__Task objective__
All lines from the opening of the data to the line containing "const PROBABILITY_FLOOR: f64 = 1e-6;" must be returned unchanged, and only those lines.

=== Data to use ===

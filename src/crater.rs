//! Crater scaling and impact-probability kernel.
//!
//! Crater size comes from an empirical cube-root-like scaling of energy
//! against surface gravity. Impact probability is a distance-based
//! heuristic, not an orbital-covariance computation: certain inside one
//! Earth radius, exponentially decaying out to a diameter-scaled critical
//! distance, and floored at 1e-6 beyond.

use serde::{Deserialize, Serialize};

use crate::constants::{EARTH_RADIUS_KM, SURFACE_GRAVITY};

/// Empirical crater-diameter scaling coefficient.
const CRATER_SCALING_COEFFICIENT: f64 = 0.2;

/// Exponent of the crater scaling law: D ∝ (E/g)^(1/3.4).
const CRATER_SCALING_EXPONENT: f64 = 1.0 / 3.4;

/// Exponential decay rate of impact probability over the critical band.
const PROBABILITY_DECAY: f64 = 5.0;

/// Probability floor beyond the critical distance.
const PROBABILITY_FLOOR: f64 = 1e-6;

/// Margin past Earth's radius still considered at risk, in units of
/// impactor diameter (km). Fixed design constant, not configurable.
const CRITICAL_DISTANCE_DIAMETERS: f64 = 10.0;

/// Estimated transient crater size. Monotonic increasing in energy.
#[derive(Debug, Clone, Copy, PartialEq, Serialize, Deserialize)]
pub struct CraterEstimate {
    /// Crater diameter in meters.
    pub diameter_m: f64,
    /// Crater radius in meters.
    pub radius_m: f64,
}

impl CraterEstimate {
    /// D = 0.2 · (E / g)^(1/3.4)
    pub fn from_energy(kinetic_energy_j: f64) -> Self {
        let diameter_m =
            CRATER_SCALING_COEFFICIENT * (kinetic_energy_j / SURFACE_GRAVITY).powf(CRATER_SCALING_EXPONENT);
        Self {
            diameter_m,
            radius_m: diameter_m / 2.0,
        }
    }

    pub fn diameter_km(&self) -> f64 {
        self.diameter_m / 1000.0
    }

    pub fn radius_km(&self) -> f64 {
        self.radius_m / 1000.0
    }
}

/// Risk classification from fixed probability-band thresholds.
#[derive(Debug, Clone, Copy, PartialEq, Eq, Serialize, Deserialize)]
#[serde(rename_all = "SCREAMING_SNAKE_CASE")]
pub enum RiskLevel {
    Critical,
    High,
    Moderate,
    /// Below every probability band, but flagged potentially hazardous
    /// by the source catalogue.
    LowHazardous,
    Minimal,
}

impl RiskLevel {
    /// Band thresholds use inclusive lower bounds, so a probability
    /// sitting exactly on a boundary maps to the higher tier.
    pub fn from_probability(probability: f64, hazardous: bool) -> Self {
        if probability >= 0.01 {
            RiskLevel::Critical
        } else if probability >= 0.001 {
            RiskLevel::High
        } else if probability >= 0.0001 {
            RiskLevel::Moderate
        } else if hazardous {
            RiskLevel::LowHazardous
        } else {
            RiskLevel::Minimal
        }
    }
}

/// Impact probability and its banded risk level.
#[derive(Debug, Clone, Copy, PartialEq, Serialize, Deserialize)]
pub struct ImpactProbability {
    /// Scalar probability in [0, 1]. Non-increasing in miss distance.
    pub probability: f64,
    pub risk_level: RiskLevel,
}

impl ImpactProbability {
    /// Distance-based heuristic:
    /// - miss ≤ Earth radius: certain impact (1.0)
    /// - miss ≤ Earth radius + 10 × diameter (km): exp(−5 · normalized)
    /// - beyond: floor of 1e-6
    pub fn estimate(miss_distance_km: f64, diameter_m: f64, hazardous: bool) -> Self {
        let critical_distance_km =
            EARTH_RADIUS_KM + CRITICAL_DISTANCE_DIAMETERS * (diameter_m / 1000.0);

        let probability = if miss_distance_km <= EARTH_RADIUS_KM {
            1.0
        } else if miss_distance_km <= critical_distance_km {
            let normalized =
                (miss_distance_km - EARTH_RADIUS_KM) / (critical_distance_km - EARTH_RADIUS_KM);
            (-PROBABILITY_DECAY * normalized).exp()
        } else {
            PROBABILITY_FLOOR
        };

        Self {
            probability,
            risk_level: RiskLevel::from_probability(probability, hazardous),
        }
    }
}
//! Property-based tests for the impact-effects pipeline using proptest.
//!
//! These tests verify ordering and scaling invariants across wide
//! parameter ranges rather than single reference scenarios.

use chrono::{TimeZone, Utc};
use proptest::prelude::*;
use rand::SeedableRng;
use rand::rngs::StdRng;

use crate::blast::{self, ImpactSurface};
use crate::constants::EARTH_RADIUS_KM;
use crate::crater::{CraterEstimate, ImpactProbability};
use crate::energy::EnergyProfile;
use crate::geography::normalize_longitude;
use crate::impactor::ImpactorSpec;
use crate::report::compute_effects_with;
use crate::seismic::magnitudes;
use crate::test_utils::fixtures;

proptest! {
    #![proptest_config(ProptestConfig::with_cases(100))]

    /// Kinetic energy grows strictly with diameter at fixed velocity
    /// and strictly with velocity at fixed diameter.
    #[test]
    fn prop_energy_monotonic_in_inputs(
        diameter_m in 1.0f64..2000.0,
        velocity_km_s in 1.0f64..70.0,
    ) {
        let base = EnergyProfile::from_spec(
            &fixtures::direct_impactor(diameter_m, velocity_km_s),
        ).unwrap();
        let bigger = EnergyProfile::from_spec(
            &fixtures::direct_impactor(diameter_m * 1.1, velocity_km_s),
        ).unwrap();
        let faster = EnergyProfile::from_spec(
            &fixtures::direct_impactor(diameter_m, velocity_km_s * 1.1),
        ).unwrap();

        prop_assert!(
            bigger.kinetic_energy_j > base.kinetic_energy_j,
            "energy did not grow with diameter at d={diameter_m}, v={velocity_km_s}"
        );
        prop_assert!(
            faster.kinetic_energy_j > base.kinetic_energy_j,
            "energy did not grow with velocity at d={diameter_m}, v={velocity_km_s}"
        );
    }

    /// Crater diameter is positive and strictly increasing in energy.
    #[test]
    fn prop_crater_monotonic_in_energy(
        energy_j in 1.0e12f64..1.0e22,
    ) {
        let crater = CraterEstimate::from_energy(energy_j);
        let larger = CraterEstimate::from_energy(energy_j * 2.0);
        prop_assert!(crater.diameter_m > 0.0);
        prop_assert!(
            larger.diameter_m > crater.diameter_m,
            "crater not monotonic at E={energy_j:.3e}"
        );
    }

    /// Impact probability stays in [1e-6, 1] and never increases with
    /// miss distance.
    #[test]
    fn prop_probability_bounded_and_non_increasing(
        miss_km in 0.0f64..500_000.0,
        diameter_m in 1.0f64..2000.0,
    ) {
        let near = ImpactProbability::estimate(miss_km, diameter_m, false);
        let far = ImpactProbability::estimate(miss_km + 100.0, diameter_m, false);

        prop_assert!((1e-6..=1.0).contains(&near.probability));
        prop_assert!(
            far.probability <= near.probability,
            "probability rose with distance at miss={miss_km}"
        );

        if miss_km <= EARTH_RADIUS_KM {
            prop_assert!(near.probability == 1.0);
        }
    }

    /// Moment magnitude sits exactly 0.2 above Richter, and the primary
    /// magnitude is always one of the two.
    #[test]
    fn prop_magnitude_relationship(
        seismic_energy_j in 1.0e10f64..1.0e21,
    ) {
        let (richter, moment, primary) = magnitudes(seismic_energy_j);
        prop_assert!(
            (moment - richter - 0.2).abs() < 1e-9,
            "moment-Richter offset drifted: {richter} vs {moment}"
        );
        if richter > 6.5 {
            prop_assert!(primary == moment);
        } else {
            prop_assert!(primary == richter);
        }
    }

    /// Blast rings keep their strict ordering at any yield, and radii
    /// scale with the cube root of yield (8x energy doubles each ring).
    #[test]
    fn prop_blast_rings_ordered_and_cube_root_scaled(
        megatons in 0.01f64..100_000.0,
    ) {
        let energy = EnergyProfile {
            mass_kg: 1.0,
            kinetic_energy_j: megatons * crate::constants::JOULES_PER_MEGATON,
            megatons_tnt: megatons,
            kilotons_tnt: megatons * 1000.0,
        };
        let crater = CraterEstimate::from_energy(energy.kinetic_energy_j);

        let profile = blast::assess(&energy, &crater, ImpactSurface::Surface)
            .into_computed()
            .unwrap();
        for pair in profile.blast_zones.windows(2) {
            prop_assert!(
                pair[0].radius_km < pair[1].radius_km,
                "overpressure rings out of order at {megatons} MT"
            );
        }

        let energy_8x = EnergyProfile {
            megatons_tnt: megatons * 8.0,
            kilotons_tnt: megatons * 8000.0,
            ..energy
        };
        let profile_8x = blast::assess(&energy_8x, &crater, ImpactSurface::Surface)
            .into_computed()
            .unwrap();
        let ratio = profile_8x.blast_zones[0].radius_km / profile.blast_zones[0].radius_km;
        prop_assert!(
            (ratio - 2.0).abs() < 1e-9,
            "8x yield should double the ring radius, got ratio {ratio}"
        );
    }

    /// Longitude normalization always lands in [-180, 180].
    #[test]
    fn prop_normalize_longitude_in_range(
        degrees in -100_000.0f64..100_000.0,
    ) {
        let wrapped = normalize_longitude(degrees);
        prop_assert!(
            (-180.0..=180.0).contains(&wrapped),
            "normalize_longitude({degrees}) = {wrapped}"
        );
    }

    /// The full pipeline succeeds for any physically valid spec, and the
    /// assembled report is internally consistent.
    #[test]
    fn prop_pipeline_succeeds_for_valid_specs(
        diameter_m in 1.0f64..2000.0,
        velocity_km_s in 1.0f64..70.0,
        miss_km in 0.0f64..100_000.0,
        seed in any::<u64>(),
    ) {
        let impact_time = Utc.with_ymd_and_hms(2031, 4, 13, 21, 46, 0).unwrap();
        let now = Utc.with_ymd_and_hms(2026, 8, 23, 12, 0, 0).unwrap();
        let spec = ImpactorSpec::new(diameter_m, velocity_km_s, miss_km, impact_time);

        let mut rng = StdRng::seed_from_u64(seed);
        let report = compute_effects_with(&spec, now, &mut rng).unwrap();

        prop_assert!(report.energy.kinetic_energy_j > 0.0);
        prop_assert!(report.crater.diameter_m > 0.0);
        prop_assert!((1e-6..=1.0).contains(&report.impact_probability.probability));

        // Geographic sections appear together or not at all
        prop_assert!(report.probability_map.is_some() == report.impact_point.is_impact());
        prop_assert!(report.geographic_risk.is_some() == report.impact_point.is_impact());

        if let Some(point) = report.impact_point.point() {
            prop_assert!((-90.0..=90.0).contains(&point.latitude));
            prop_assert!((-180.0..=180.0).contains(&point.longitude));
        }
    }
}
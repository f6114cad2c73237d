//! Common test utilities for integration tests.

use chrono::{DateTime, TimeZone, Utc};
use groundfall::ImpactorSpec;
use rand::SeedableRng;
use rand::rngs::StdRng;

/// Fixed impact instant shared by the integration scenarios.
pub fn impact_time() -> DateTime<Utc> {
    Utc.with_ymd_and_hms(2031, 4, 13, 21, 46, 0).unwrap()
}

/// Fixed observation instant, well before the impact.
pub fn observation_time() -> DateTime<Utc> {
    Utc.with_ymd_and_hms(2026, 8, 23, 12, 0, 0).unwrap()
}

/// Deterministic RNG for reproducible geographic sampling.
pub fn seeded_rng() -> StdRng {
    StdRng::seed_from_u64(0x6772_6e64)
}

/// A 500 m hazardous object passing at 25,000 km.
pub fn distant_hazardous() -> ImpactorSpec {
    ImpactorSpec::new(500.0, 30.2, 25000.0, impact_time())
        .named("2031 QF")
        .hazardous(true)
}

/// A 100 m object on a direct trajectory into the mid-Pacific.
#[allow(dead_code)]
pub fn pacific_impactor() -> ImpactorSpec {
    ImpactorSpec::new(100.0, 20.0, 0.0, impact_time())
        .named("2031 RD")
        .at_coordinates(0.0, -150.0)
}

/// A 100 m object on a direct trajectory into the North American plains.
#[allow(dead_code)]
pub fn plains_impactor() -> ImpactorSpec {
    ImpactorSpec::new(100.0, 20.0, 0.0, impact_time())
        .named("2031 RE")
        .at_coordinates(40.0, -100.0)
}
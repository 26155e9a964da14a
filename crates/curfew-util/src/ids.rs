//! Strongly-typed identifiers for curfew

use serde::{Deserialize, Serialize};
use std::fmt;
use uuid::Uuid;

/// Identifier of a parent account (opaque string issued by the auth provider)
#[derive(Debug, Clone, PartialEq, Eq, Hash, PartialOrd, Ord, Serialize, Deserialize)]
#[serde(transparent)]
pub struct ParentId(String);

impl ParentId {
    pub fn new(id: impl Into<String>) -> Self {
        Self(id.into())
    }

    pub fn as_str(&self) -> &str {
        &self.0
    }
}

impl fmt::Display for ParentId {
    fn fmt(&self, f: &mut fmt::Formatter<'_>) -> fmt::Result {
        write!(f, "{}", self.0)
    }
}

impl From<String> for ParentId {
    fn from(s: String) -> Self {
        Self(s)
    }
}

impl From<&str> for ParentId {
    fn from(s: &str) -> Self {
        Self(s.to_string())
    }
}

/// Row identifiers assigned by the store.
macro_rules! row_id {
    ($(#[$meta:meta])* $name:ident) => {
        $(#[$meta])*
        #[derive(Debug, Clone, Copy, PartialEq, Eq, Hash, PartialOrd, Ord, Serialize, Deserialize)]
        #[serde(transparent)]
        pub struct $name(i64);

        impl $name {
            pub const fn new(id: i64) -> Self {
                Self(id)
            }

            pub const fn get(self) -> i64 {
                self.0
            }
        }

        impl fmt::Display for $name {
            fn fmt(&self, f: &mut fmt::Formatter<'_>) -> fmt::Result {
                write!(f, "{}", self.0)
            }
        }

        impl From<i64> for $name {
            fn from(id: i64) -> Self {
                Self(id)
            }
        }
    };
}

row_id!(
    /// Identifier of a child profile
    ChildId
);
row_id!(
    /// Identifier of a registered device
    DeviceId
);
row_id!(
    /// Identifier of a lock schedule
    ScheduleId
);
row_id!(
    /// Identifier of an activity log entry
    ActivityId
);

/// Unique identifier for a connected IPC client
#[derive(Debug, Clone, PartialEq, Eq, Hash, Serialize, Deserialize)]
pub struct ClientId(Uuid);

impl ClientId {
    pub fn new() -> Self {
        Self(Uuid::new_v4())
    }
}

impl Default for ClientId {
    fn default() -> Self {
        Self::new()
    }
}

impl fmt::Display for ClientId {
    fn fmt(&self, f: &mut fmt::Formatter<'_>) -> fmt::Result {
        write!(f, "{}", self.0)
    }
}

#[cfg(test)]
mod tests {
    use super::*;

    #[test]
    fn parent_id_equality() {
        assert_eq!(ParentId::new("parent-1"), ParentId::from("parent-1"));
        assert_ne!(ParentId::new("parent-1"), ParentId::new("parent-2"));
    }

    #[test]
    fn row_ids_serialize_as_plain_numbers() {
        let json = serde_json::to_string(&DeviceId::new(42)).unwrap();
        assert_eq!(json, "42");

        let parsed: ScheduleId = serde_json::from_str("7").unwrap();
        assert_eq!(parsed, ScheduleId::new(7));
    }

    #[test]
    fn client_id_uniqueness() {
        assert_ne!(ClientId::new(), ClientId::new());
    }
}
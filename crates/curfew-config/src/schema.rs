//! Raw configuration schema (as parsed from TOML)

use serde::{Deserialize, Serialize};
use std::path::PathBuf;

/// Raw configuration as parsed from TOML
#[derive(Debug, Clone, Deserialize, Serialize)]
pub struct RawConfig {
    /// Config schema version
    pub config_version: u32,

    /// Service-level settings
    #[serde(default)]
    pub service: RawServiceConfig,
}

/// Service-level settings
#[derive(Debug, Clone, Default, Deserialize, Serialize)]
pub struct RawServiceConfig {
    /// IPC socket path
    pub socket_path: Option<PathBuf>,

    /// Data directory for the store
    pub data_dir: Option<PathBuf>,

    /// IANA zone used when a request carries no zone, and by the periodic pass
    pub default_time_zone: Option<String>,

    /// Seconds between periodic enforcement passes
    pub enforcement_interval_seconds: Option<u64>,

    /// Skip a tick while the previous pass is still running
    pub skip_overlapping_ticks: Option<bool>,
}
//! Checks a curfewd config file and prints the settings it resolves to.
//!
//! `validate-config [path]`; with no path the system default is checked.

use curfew_config::{CURRENT_CONFIG_VERSION, ConfigError, ServiceConfig, load_config};
use curfew_util::default_config_path;
use std::path::PathBuf;
use std::process::ExitCode;

fn main() -> ExitCode {
    let mut args = std::env::args_os().skip(1);
    let path = args.next().map(PathBuf::from).unwrap_or_else(default_config_path);
    if args.next().is_some() {
        eprintln!("usage: validate-config [config-file]");
        return ExitCode::from(2);
    }

    match load_config(&path) {
        Ok(config) => {
            println!("{}: ok", path.display());
            print_summary(&config);
            ExitCode::SUCCESS
        }
        Err(e) => {
            eprintln!("{}: invalid", path.display());
            report(&e);
            ExitCode::FAILURE
        }
    }
}

fn print_summary(config: &ServiceConfig) {
    let overlap = if config.skip_overlapping_ticks {
        "skip"
    } else {
        "allow"
    };

    println!("  socket          {}", config.socket_path.display());
    println!("  database        {}", config.database_path().display());
    println!("  time zone       {}", config.default_time_zone);
    println!("  interval        {}s", config.enforcement_interval.as_secs());
    println!("  overlapping     {overlap}");
}

fn report(error: &ConfigError) {
    match error {
        ConfigError::ValidationFailed { errors } => {
            for err in errors {
                eprintln!("  - {err}");
            }
        }
        ConfigError::UnsupportedVersion(found) => {
            eprintln!("  config_version {found} is not supported, use {CURRENT_CONFIG_VERSION}");
        }
        other => eprintln!("  {other}"),
    }
}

===

__Written response__
filename src/crater.rs
//! Crater scaling and impact-probability kernel.
//!
//! Crater size comes from an empirical cube-root-like scaling of energy
//! against surface gravity. Impact probability is a distance-based
//! heuristic, not an orbital-covariance computation: certain inside one
//! Earth radius, exponentially decaying out to a diameter-scaled critical
//! distance, and floored at 1e-6 beyond.

use serde::{Deserialize, Serialize};

use crate::constants::{EARTH_RADIUS_KM, SURFACE_GRAVITY};

/// Empirical crater-diameter scaling coefficient.
const CRATER_SCALING_COEFFICIENT: f64 = 0.2;

/// Exponent of the crater scaling law: D ∝ (E/g)^(1/3.4).
const CRATER_SCALING_EXPONENT: f64 = 1.0 / 3.4;

/// Exponential decay rate of impact probability over the critical band.
const PROBABILITY_DECAY: f64 = 5.0;

/// Probability floor beyond the critical distance.
const PROBABILITY_FLOOR: f64 = 1e-6;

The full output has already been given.